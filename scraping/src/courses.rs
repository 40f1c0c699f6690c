//! Scraper plugin for the course catalog and its suggestion trees.
//!
//! The index page lists every course label; each course has a suggestion
//! page with either a single curriculum tree or one tree per variant. Unlike
//! the discipline plugin, any parse failure here aborts the whole corpus: a
//! course with a half-read tree would silently misplan entire semesters.

use async_trait::async_trait;
use futures::{stream, StreamExt, TryStreamExt};
use lazy_static::lazy_static;
use regex::Regex;
use scraper::{ElementRef, Html, Selector};

use search::normalize::{collapse_whitespace, sanitise_path_segment};
use search::schema::short_type_name;

use crate::error::Result;
use crate::html::{get_text, next_element_sibling, ParsingError};
use crate::models::{Course, Semester, SemesterEntry, Variant};
use crate::store::{ScrapeEnv, Scraper};

const COURSES_URL: &str = "https://www.dac.unicamp.br/sistemas/catalogos/grad/catalogo2021/";
const FETCH_CONCURRENCY: usize = 8;

lazy_static! {
    static ref COURSE_LABEL: Selector =
        Selector::parse("[class*=rotulo-curso]").expect("static selector");
    static ref SINGLE_CURRICULUM_ANCHOR: Selector =
        Selector::parse("a[name*=codigo]").expect("static selector");
    static ref PAGE_HEADER: Selector = Selector::parse("h1").expect("static selector");
    static ref VARIANT_HEADER_TAG: Selector = Selector::parse("h2").expect("static selector");
    static ref DISCIPLINE_LINK: Selector =
        Selector::parse("a[href*=disc]").expect("static selector");
    static ref COURSE_HEADER: Regex = Regex::new(r"^Curso ([0-9]+)G$").expect("static regex");
    static ref VARIANT_HEADER: Regex =
        Regex::new(r"^([0-9A-Z]{2}) - (.+)$").expect("static regex");
    static ref ELECTIVE_CREDITS: Regex =
        Regex::new(r"(?i)eletivos?:?\s*([0-9]+)").expect("static regex");
    static ref SEMESTER_TITLE: Regex = Regex::new(r"(?i)semestre").expect("static regex");
}

fn index_url() -> String {
    format!("{COURSES_URL}index.html")
}

fn course_url(code: &str) -> String {
    format!("{COURSES_URL}cursos/{code}g/sugestao.html")
}

fn parse_course_index(document: &Html) -> Result<Vec<(String, String)>> {
    let mut courses = Vec::new();
    for label in document.select(&COURSE_LABEL) {
        let text = get_text(Some(label), None, true)?;
        let (code, name) = text.split_once(" - ").ok_or_else(|| {
            ParsingError::UnparseableText { text: text.clone(), target: "course code and name" }
        })?;
        courses.push((code.to_string(), name.to_string()));
    }
    if courses.is_empty() {
        return Err(ParsingError::MissingElement.into());
    }
    Ok(courses)
}

/// A discipline cell reads `"<code> <credits>"`; single-letter prefixes keep
/// their internal space (`"F 128 4"` is code `"F 128"` with 4 credits).
fn parse_semester_entry(text: &str) -> Result<SemesterEntry> {
    let mut tokens = text.split_whitespace();
    let mut code = tokens.next().ok_or(ParsingError::MissingElement)?.to_string();
    if code.chars().count() == 1 {
        let rest = tokens.next().ok_or_else(|| ParsingError::UnparseableText {
            text: text.to_string(),
            target: "discipline code",
        })?;
        code.push(' ');
        code.push_str(rest);
    }
    let credits = tokens.next().and_then(|t| t.parse().ok()).unwrap_or(0);
    Ok(SemesterEntry { code, credits })
}

fn parse_semester(body: Option<ElementRef<'_>>) -> Result<Semester> {
    // A header with no body is a blank semester.
    let Some(body) = body else { return Ok(Semester::default()) };

    let mut disciplines = Vec::new();
    for link in body.select(&DISCIPLINE_LINK) {
        let text = collapse_whitespace(&link.text().collect::<String>());
        disciplines.push(parse_semester_entry(&text)?);
    }
    let full_text = collapse_whitespace(&body.text().collect::<String>());
    let electives = ELECTIVE_CREDITS
        .captures(&full_text)
        .and_then(|captures| captures[1].parse().ok())
        .unwrap_or(0);
    Ok(Semester { disciplines, electives })
}

/// Semester headers in document order; each body is the header's sibling.
fn build_tree(container: ElementRef<'_>) -> Result<Vec<Semester>> {
    let mut semesters = Vec::new();
    for header in container
        .descendants()
        .filter_map(ElementRef::wrap)
        .filter(|el| el.value().name() == "h3")
    {
        let title = collapse_whitespace(&header.text().collect::<String>());
        if !SEMESTER_TITLE.is_match(&title) {
            continue;
        }
        semesters.push(parse_semester(next_element_sibling(header))?);
    }
    Ok(semesters)
}

fn parse_course_page(
    document: &Html,
    code: &str,
) -> Result<(Vec<Variant>, Option<Vec<Semester>>)> {
    let header = get_text(document.select(&PAGE_HEADER).next(), Some("h1"), false)?;
    let captures = COURSE_HEADER.captures(&header).ok_or_else(|| {
        ParsingError::UnparseableText { text: header.clone(), target: "course page header" }
    })?;
    if &captures[1] != code {
        return Err(ParsingError::UnparseableText {
            text: header.clone(),
            target: "matching course code",
        }
        .into());
    }

    // Single-curriculum pages carry a named anchor instead of variant headers.
    if document.select(&SINGLE_CURRICULUM_ANCHOR).next().is_some() {
        return Ok((Vec::new(), Some(build_tree(document.root_element())?)));
    }

    let mut variants = Vec::new();
    for header in document.select(&VARIANT_HEADER_TAG) {
        let title = collapse_whitespace(&header.text().collect::<String>());
        let Some(captures) = VARIANT_HEADER.captures(&title) else {
            // Notes like "Observação" share the header tag with variants.
            continue;
        };
        let container = header
            .parent()
            .and_then(ElementRef::wrap)
            .ok_or(ParsingError::MissingElement)?;
        variants.push(Variant {
            code: captures[1].to_string(),
            name: captures[2].to_string(),
            tree: build_tree(container)?,
        });
    }
    if variants.is_empty() {
        return Err(ParsingError::MissingElement.into());
    }
    Ok((variants, None))
}

pub struct CourseScraper;

#[async_trait]
impl Scraper for CourseScraper {
    type Output = Vec<Course>;

    fn cache_key() -> String {
        sanitise_path_segment(short_type_name::<Course>())
    }

    async fn scrape(env: &ScrapeEnv) -> Result<Self::Output> {
        let index = env.client.fetch_html(&index_url(), parse_course_index).await?;
        tracing::info!(courses = index.len(), "scraping course catalog");

        stream::iter(index.into_iter().map(|(code, name)| {
            let client = env.client.clone();
            async move {
                let url = course_url(&code);
                let (variants, tree) =
                    client.fetch_html(&url, |doc| parse_course_page(doc, &code)).await?;
                Ok(Course { code, name, variants, tree })
            }
        }))
        .buffered(FETCH_CONCURRENCY)
        .try_collect()
        .await
    }
}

* [What you will do]
Gather all lines of the records that include the word "rest".

* [Task answer]
        let rest = tokens.next().ok_or_else(|| ParsingError::UnparseableText {
        code.push_str(rest);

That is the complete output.